→ **WORK TASK**:
In the listing that follows, find the lines with the string "documents" and report how many there are, without commentary.

→ **EXCERPTED DATA**:
....
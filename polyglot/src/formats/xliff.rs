//! Support for XLIFF 1.2 documents.
//!
//! Elements are matched by local name, so namespaced documents read the same
//! as bare ones. Each `<file>` contributes its `target-language` (falling back
//! to `source-language`) to every `<trans-unit>` it contains. A self-closing
//! `<trans-unit id="k"/>` reads as an empty value.

use quick_xml::{
    Reader, Writer,
    events::{BytesDecl, BytesEnd, BytesStart, BytesText, Event},
};
use std::io::{BufRead, Write};

use super::xml::{attribute, ensure_closed, read_text_content, write_text_element};
use crate::{
    error::Error,
    fallback::TranslationLookup,
    formats::FormatType,
    traits::{TranslationFileExporter, TranslationFileParser, read_text},
    types::{ResourceTranslation, TranslatableResource, TranslationEntry, TranslationFileParseResult},
};

const XLIFF_NAMESPACE: &str = "urn:oasis:names:tc:xliff:document:1.2";

/// The XLIFF format.
#[derive(Debug, Clone, Copy, Default)]
pub struct Format;

/// Content of one `<trans-unit>`.
#[derive(Debug, Default)]
struct TransUnit {
    source: Option<String>,
    target: Option<String>,
    note: Option<String>,
}

impl TranslationFileParser for Format {
    fn can_parse(&self, file_extension: &str) -> bool {
        file_extension.eq_ignore_ascii_case(FormatType::Xliff.extension())
            || file_extension.eq_ignore_ascii_case(".xlf")
    }

    fn parse(&self, reader: &mut dyn BufRead) -> Result<TranslationFileParseResult, Error> {
        let text = read_text(reader)?;
        let mut xml_reader = Reader::from_str(&text);

        let mut result = TranslationFileParseResult::new();
        let mut depth = 0usize;
        // (depth of the <file> element, its language)
        let mut files: Vec<(usize, Option<String>)> = Vec::new();

        loop {
            match xml_reader.read_event()? {
                Event::Start(ref e) => match e.local_name().as_ref() {
                    b"file" => {
                        depth += 1;
                        let language = file_language(e)?;
                        if let Some(language) = &language {
                            result.add_language(language);
                        }
                        files.push((depth, language));
                    }
                    b"trans-unit" => {
                        let id = attribute(e, b"id")?;
                        let unit = parse_trans_unit(&mut xml_reader)?;
                        if let Some(id) = id.filter(|id| !id.is_empty()) {
                            let language = files.last().and_then(|(_, lang)| lang.clone());
                            let value = unit.target.or(unit.source).unwrap_or_default();
                            result.push(
                                TranslationEntry::new(id, value)
                                    .with_language(language)
                                    .with_description(unit.note),
                            );
                        }
                    }
                    _ => depth += 1,
                },
                Event::Empty(ref e) => match e.local_name().as_ref() {
                    b"file" => {
                        if let Some(language) = file_language(e)? {
                            result.add_language(&language);
                        }
                    }
                    b"trans-unit" => {
                        if let Some(id) = attribute(e, b"id")?.filter(|id| !id.is_empty()) {
                            let language = files.last().and_then(|(_, lang)| lang.clone());
                            result.push(
                                TranslationEntry::new(id, String::new()).with_language(language),
                            );
                        }
                    }
                    _ => {}
                },
                Event::End(_) => {
                    if files.last().is_some_and(|(d, _)| *d == depth) {
                        files.pop();
                    }
                    depth = depth.saturating_sub(1);
                }
                Event::Eof => break,
                _ => {}
            }
        }
        ensure_closed(depth)?;

        log::debug!(
            "parsed {} XLIFF entries in {} language(s)",
            result.entries.len(),
            result.languages.len()
        );
        Ok(result)
    }
}

fn file_language(e: &BytesStart<'_>) -> Result<Option<String>, Error> {
    let target = attribute(e, b"target-language")?.filter(|l| !l.is_empty());
    match target {
        Some(language) => Ok(Some(language)),
        None => Ok(attribute(e, b"source-language")?.filter(|l| !l.is_empty())),
    }
}

/// Reads a `<trans-unit>` up to its end tag.
fn parse_trans_unit(xml_reader: &mut Reader<&[u8]>) -> Result<TransUnit, Error> {
    let mut unit = TransUnit::default();
    loop {
        match xml_reader.read_event()? {
            Event::Start(ref e) => {
                let name = e.local_name().as_ref().to_vec();
                let text = read_text_content(xml_reader)?;
                match name.as_slice() {
                    b"source" if unit.source.is_none() => unit.source = Some(text),
                    b"target" if unit.target.is_none() => unit.target = Some(text),
                    b"note" if unit.note.is_none() => unit.note = Some(text),
                    _ => {}
                }
            }
            Event::Empty(ref e) => match e.local_name().as_ref() {
                b"source" if unit.source.is_none() => unit.source = Some(String::new()),
                b"target" if unit.target.is_none() => unit.target = Some(String::new()),
                _ => {}
            },
            Event::End(_) => return Ok(unit),
            Event::Eof => {
                return Err(Error::InvalidResource(
                    "unexpected end of document inside <trans-unit>".to_string(),
                ));
            }
            _ => {}
        }
    }
}

impl TranslationFileExporter for Format {
    fn file_extension(&self) -> &'static str {
        FormatType::Xliff.extension()
    }

    fn content_type(&self) -> &'static str {
        FormatType::Xliff.content_type()
    }

    fn export_to(
        &self,
        resources: &[TranslatableResource],
        translations: &[ResourceTranslation],
        language: &str,
        writer: &mut dyn Write,
    ) -> Result<(), Error> {
        let lookup = TranslationLookup::new(translations, language);
        let mut xml_writer = Writer::new_with_indent(writer, b' ', 2);

        xml_writer.write_event(Event::Decl(BytesDecl::new("1.0", Some("utf-8"), None)))?;

        let mut xliff = BytesStart::new("xliff");
        xliff.push_attribute(("version", "1.2"));
        xliff.push_attribute(("xmlns", XLIFF_NAMESPACE));
        xml_writer.write_event(Event::Start(xliff))?;

        let mut file = BytesStart::new("file");
        file.push_attribute(("source-language", language));
        file.push_attribute(("datatype", "plaintext"));
        file.push_attribute(("original", "file.ext"));
        xml_writer.write_event(Event::Start(file))?;
        xml_writer.write_event(Event::Start(BytesStart::new("body")))?;

        for resource in resources {
            let mut unit = BytesStart::new("trans-unit");
            unit.push_attribute(("id", resource.key.as_str()));
            xml_writer.write_event(Event::Start(unit))?;
            write_text_element(&mut xml_writer, "source", &resource.key)?;
            write_text_element(&mut xml_writer, "target", &lookup.value_for(resource))?;
            if let Some(description) = &resource.description {
                write_text_element(&mut xml_writer, "note", description)?;
            }
            xml_writer.write_event(Event::End(BytesEnd::new("trans-unit")))?;
        }

        xml_writer.write_event(Event::End(BytesEnd::new("body")))?;
        xml_writer.write_event(Event::End(BytesEnd::new("file")))?;
        xml_writer.write_event(Event::End(BytesEnd::new("xliff")))?;
        xml_writer.write_event(Event::Text(BytesText::new("\n")))?;

        log::debug!(
            "exported {} XLIFF resources for `{}` ({} translated)",
            resources.len(),
            language,
            lookup.translated_count()
        );
        Ok(())
    }
}
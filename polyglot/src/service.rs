//! The upload and download pipelines.
//!
//! [`ResourceFileService`] ties the [`FormatRegistry`] to a [`TranslationStore`]:
//! uploads are parsed, grouped by key and written as one atomic import;
//! downloads read a snapshot of a resource file and export it in any
//! registered format, filling missing translations with the placeholder.

use std::{
    collections::{HashMap, HashSet},
    io::Cursor,
    sync::{
        Arc,
        atomic::{AtomicBool, Ordering},
    },
};

use unic_langid::LanguageIdentifier;
use uuid::Uuid;

use crate::{
    config::{ServiceConfig, UntaggedEntries},
    error::ServiceError,
    registry::{FormatRegistry, extension_of, file_name_of, replace_extension},
    store::{ImportRequest, ImportedResource, ImportedTranslation, StoreError, TranslationStore},
    types::{ResourceFile, TranslationFileParseResult},
};

/// Cooperative cancellation flag shared between a caller and a running pipeline.
///
/// Checked between pipeline stages; a cancelled upload never reaches the store.
#[derive(Debug, Clone, Default)]
pub struct CancellationToken {
    cancelled: Arc<AtomicBool>,
}

impl CancellationToken {
    pub fn new() -> Self {
        Self::default()
    }

    pub fn cancel(&self) {
        self.cancelled.store(true, Ordering::SeqCst);
    }

    pub fn is_cancelled(&self) -> bool {
        self.cancelled.load(Ordering::SeqCst)
    }

    fn check(&self) -> Result<(), ServiceError> {
        if self.is_cancelled() {
            Err(ServiceError::Cancelled)
        } else {
            Ok(())
        }
    }
}

/// An exported file ready to be sent to a client.
#[derive(Debug, Clone, PartialEq, Eq)]
pub struct FileDownload {
    pub bytes: Vec<u8>,
    pub content_type: String,
    pub file_name: String,
}

impl FileDownload {
    /// The exported bytes as a readable stream.
    pub fn reader(&self) -> Cursor<&[u8]> {
        Cursor::new(&self.bytes)
    }
}

/// Import/export orchestrator over a translation store.
#[derive(Debug)]
pub struct ResourceFileService<S> {
    store: S,
    registry: FormatRegistry,
    config: ServiceConfig,
}

impl<S: TranslationStore> ResourceFileService<S> {
    /// Creates a service with the default formats and options.
    pub fn new(store: S) -> Self {
        ResourceFileService {
            store,
            registry: FormatRegistry::default(),
            config: ServiceConfig::default(),
        }
    }

    pub fn with_registry(mut self, registry: FormatRegistry) -> Self {
        self.registry = registry;
        self
    }

    pub fn with_config(mut self, config: ServiceConfig) -> Self {
        self.config = config;
        self
    }

    pub fn store(&self) -> &S {
        &self.store
    }

    pub fn store_mut(&mut self) -> &mut S {
        &mut self.store
    }

    pub fn into_store(self) -> S {
        self.store
    }

    pub fn config(&self) -> &ServiceConfig {
        &self.config
    }

    /// Extensions that can be downloaded, e.g. `[".resx", ".json", ".po", ".xliff"]`.
    pub fn supported_formats(&self) -> Vec<&'static str> {
        self.registry.supported_formats()
    }

    /// Imports a translation file into a component.
    ///
    /// `language` applies to entries whose format carries no language of its
    /// own; an empty string counts as absent.
    pub fn upload(
        &mut self,
        component_id: Uuid,
        language: Option<&str>,
        file_name: &str,
        bytes: &[u8],
    ) -> Result<ResourceFile, ServiceError> {
        self.upload_with_cancellation(
            component_id,
            language,
            file_name,
            bytes,
            &CancellationToken::new(),
        )
    }

    pub fn upload_with_cancellation(
        &mut self,
        component_id: Uuid,
        language: Option<&str>,
        file_name: &str,
        bytes: &[u8],
        cancel: &CancellationToken,
    ) -> Result<ResourceFile, ServiceError> {
        let result = self.run_upload(component_id, language, file_name, bytes, cancel);
        match &result {
            Ok(file) => log::info!(
                "uploaded `{}` into component {} as resource file {}",
                file.name,
                component_id,
                file.id
            ),
            Err(e) => log::warn!("rejected upload of `{file_name}`: {e}"),
        }
        result
    }

    fn run_upload(
        &mut self,
        component_id: Uuid,
        language: Option<&str>,
        file_name: &str,
        bytes: &[u8],
        cancel: &CancellationToken,
    ) -> Result<ResourceFile, ServiceError> {
        let context = self
            .store
            .find_component(component_id)?
            .ok_or_else(|| ServiceError::component_not_found(component_id))?;

        let name = file_name_of(file_name).to_string();
        let extension = extension_of(&name).unwrap_or_default();
        let parser = self
            .registry
            .parser_for(&extension)
            .ok_or_else(|| ServiceError::UnsupportedFormat(display_extension(&extension)))?;

        if self.store.resource_file_exists(component_id, &name)? {
            return Err(ServiceError::Conflict { name });
        }

        let language = language.map(str::trim).filter(|l| !l.is_empty());

        cancel.check()?;
        let parsed = parser.parse_bytes(bytes).map_err(ServiceError::Parse)?;
        if parsed.is_empty() {
            return Err(ServiceError::EmptyFile(name));
        }

        cancel.check()?;
        let resources = build_import(
            &parsed,
            language,
            self.config.untagged_entries,
            &self.config.import_status,
        );

        cancel.check()?;
        let request = ImportRequest {
            name,
            component_id,
            project_id: context.project.id,
            solution_id: context.solution_id(),
            resources,
        };
        self.store.import(request).map_err(|e| match e {
            StoreError::Conflict { name, .. } => ServiceError::Conflict { name },
            StoreError::NotFound { entity, id } => ServiceError::NotFound { entity, id },
            other => ServiceError::Store(other),
        })
    }

    /// Exports a stored resource file.
    ///
    /// `format` defaults to [`ServiceConfig::default_format`]; `language`
    /// defaults to the language of the file's first translation, then to
    /// [`ServiceConfig::default_language`].
    pub fn download(
        &self,
        resource_file_id: Uuid,
        format: Option<&str>,
        language: Option<&str>,
    ) -> Result<FileDownload, ServiceError> {
        self.download_with_cancellation(
            resource_file_id,
            format,
            language,
            &CancellationToken::new(),
        )
    }

    pub fn download_with_cancellation(
        &self,
        resource_file_id: Uuid,
        format: Option<&str>,
        language: Option<&str>,
        cancel: &CancellationToken,
    ) -> Result<FileDownload, ServiceError> {
        let snapshot = self
            .store
            .load_resource_file(resource_file_id)?
            .ok_or_else(|| ServiceError::resource_file_not_found(resource_file_id))?;

        let format = format
            .map(str::trim)
            .filter(|f| !f.is_empty())
            .unwrap_or(&self.config.default_format);
        let exporter = self
            .registry
            .exporter_for(format)
            .ok_or_else(|| ServiceError::DownloadFormatUnavailable(format.to_string()))?;

        let language = match language.map(str::trim).filter(|l| !l.is_empty()) {
            Some(code) => code.to_string(),
            None => snapshot
                .translations
                .first()
                .map(|t| t.language.clone())
                .unwrap_or_else(|| self.config.default_language.clone()),
        };

        cancel.check()?;
        let bytes = exporter
            .export(&snapshot.resources, &snapshot.translations, &language)
            .map_err(ServiceError::Export)?;

        let download = FileDownload {
            bytes,
            content_type: exporter.content_type().to_string(),
            file_name: replace_extension(&snapshot.file.name, exporter.file_extension()),
        };
        log::info!(
            "downloaded resource file {} as `{}` in `{}` ({} bytes)",
            resource_file_id,
            download.file_name,
            language,
            download.bytes.len()
        );
        Ok(download)
    }
}

fn display_extension(extension: &str) -> String {
    if extension.is_empty() {
        "(none)".to_string()
    } else {
        extension.to_string()
    }
}

/// Whether `code` reads as a BCP 47 language identifier. Codes are stored
/// as given either way.
fn is_language_identifier(code: &str) -> bool {
    code.parse::<LanguageIdentifier>().is_ok()
}

/// Groups parsed entries by key into the resources and translations to create.
fn build_import(
    parsed: &TranslationFileParseResult,
    upload_language: Option<&str>,
    untagged: UntaggedEntries,
    status: &str,
) -> Vec<ImportedResource> {
    let mut resources: Vec<ImportedResource> = Vec::new();
    let mut index: HashMap<&str, usize> = HashMap::new();
    let mut checked_languages: HashSet<&str> = HashSet::new();

    for entry in &parsed.entries {
        let position = match index.get(entry.key.as_str()) {
            Some(position) => *position,
            None => {
                index.insert(&entry.key, resources.len());
                resources.push(ImportedResource {
                    key: entry.key.clone(),
                    source_value: entry.value.clone(),
                    description: None,
                    translations: Vec::new(),
                });
                resources.len() - 1
            }
        };
        let resource = &mut resources[position];
        if resource.description.is_none() {
            resource.description = entry.description.clone().filter(|d| !d.is_empty());
        }

        let (language, validated) = match entry.language.as_deref() {
            Some(language) => (language, true),
            None => match (upload_language, untagged) {
                (None, _) | (_, UntaggedEntries::Skip) => continue,
                (Some(language), UntaggedEntries::Validated) => (language, true),
                (Some(language), UntaggedEntries::Suggested) => (language, false),
            },
        };
        if checked_languages.insert(language) && !is_language_identifier(language) {
            log::warn!("language `{language}` is not a BCP 47 identifier, stored as given");
        }

        let translation = ImportedTranslation {
            language: language.to_string(),
            validated_value: validated.then(|| entry.value.clone()),
            suggested_value: (!validated).then(|| entry.value.clone()),
            status: status.to_string(),
        };
        match resource
            .translations
            .iter_mut()
            .find(|t| t.language == language)
        {
            Some(existing) => *existing = translation,
            None => resource.translations.push(translation),
        }
    }

    resources
}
....
→ **ANSWER SPACE**:
2